Could you reproduce all of these records exactly?

[Dataset entries]
*-*-*

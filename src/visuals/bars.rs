//! Frequency-bar visualization.

use super::{paint_for, DrawCommand, Visualization};
use crate::audio::{FrameSpectrum, BIN_COUNT};
use crate::settings::{VisualizerSettings, VizMode};

/// Vertical bars across the full width, one per low-half frequency bin,
/// growing up from the bottom edge.
pub struct BarsViz;

impl Visualization for BarsViz {
    fn mode(&self) -> VizMode {
        VizMode::Bars
    }

    fn render(
        &self,
        spectrum: &FrameSpectrum,
        settings: &VisualizerSettings,
        _bass_energy: f32,
        width: u32,
        height: u32,
    ) -> Vec<DrawCommand> {
        let settings = settings.clamped();
        let w = width as f32;
        let h = height as f32;

        // Upper bins carry little musical energy; draw only the lower half.
        let bar_count = BIN_COUNT / 2;
        let bar_width = (w / bar_count as f32) * settings.bar_width;
        let height_scale = (settings.sensitivity / 50.0) * (settings.intensity / 100.0);

        let mut commands = Vec::with_capacity(bar_count);
        let mut x = 0.0;

        for &mag in spectrum.frequency.iter().take(bar_count) {
            let bar_height = ((mag as f32 / 255.0) * h * 0.6 * height_scale).min(h);
            if bar_height > 0.0 {
                commands.push(DrawCommand::FillRect {
                    x,
                    y: h - bar_height,
                    w: (bar_width - 1.0).max(0.0),
                    h: bar_height,
                    paint: paint_for(&settings, (x, h), (x, h - bar_height)),
                });
            }
            x += bar_width;
        }

        commands
    }
}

*-*-*

• _Response to this task_
filename src/visuals/bars.rs
//! Frequency-bar visualization.

use super::{paint_for, DrawCommand, Visualization};
use crate::audio::{FrameSpectrum, BIN_COUNT};
use crate::settings::{VisualizerSettings, VizMode};

/// Vertical bars across the full width, one per low-half frequency bin,
/// growing up from the bottom edge.
pub struct BarsViz;

impl Visualization for BarsViz {
    fn mode(&self) -> VizMode {
        VizMode::Bars
    }

    fn render(
        &self,
        spectrum: &FrameSpectrum,
        settings: &VisualizerSettings,
        _bass_energy: f32,
        width: u32,
        height: u32,
    ) -> Vec<DrawCommand> {
        let settings = settings.clamped();
        let w = width as f32;
        let h = height as f32;

        // Upper bins carry little musical energy; draw only the lower half.
        let bar_count = BIN_COUNT / 2;
        let bar_width = (w / bar_count as f32) * settings.bar_width;
        let height_scale = (settings.sensitivity / 50.0) * (settings.intensity / 100.0);

        let mut commands = Vec::with_capacity(bar_count);
        let mut x = 0.0;

        for &mag in spectrum.frequency.iter().take(bar_count) {
            let bar_height = ((mag as f32 / 255.0) * h * 0.6 * height_scale).min(h);
            if bar_height > 0.0 {
                commands.push(DrawCommand::FillRect {
                    x,
                    y: h - bar_height,
                    w: (bar_width - 1.0).max(0.0),
                    h: bar_height,
                    paint: paint_for(&settings, (x, h), (x, h - bar_height)),
                });
            }
            x += bar_width;
        }

        commands
    }
}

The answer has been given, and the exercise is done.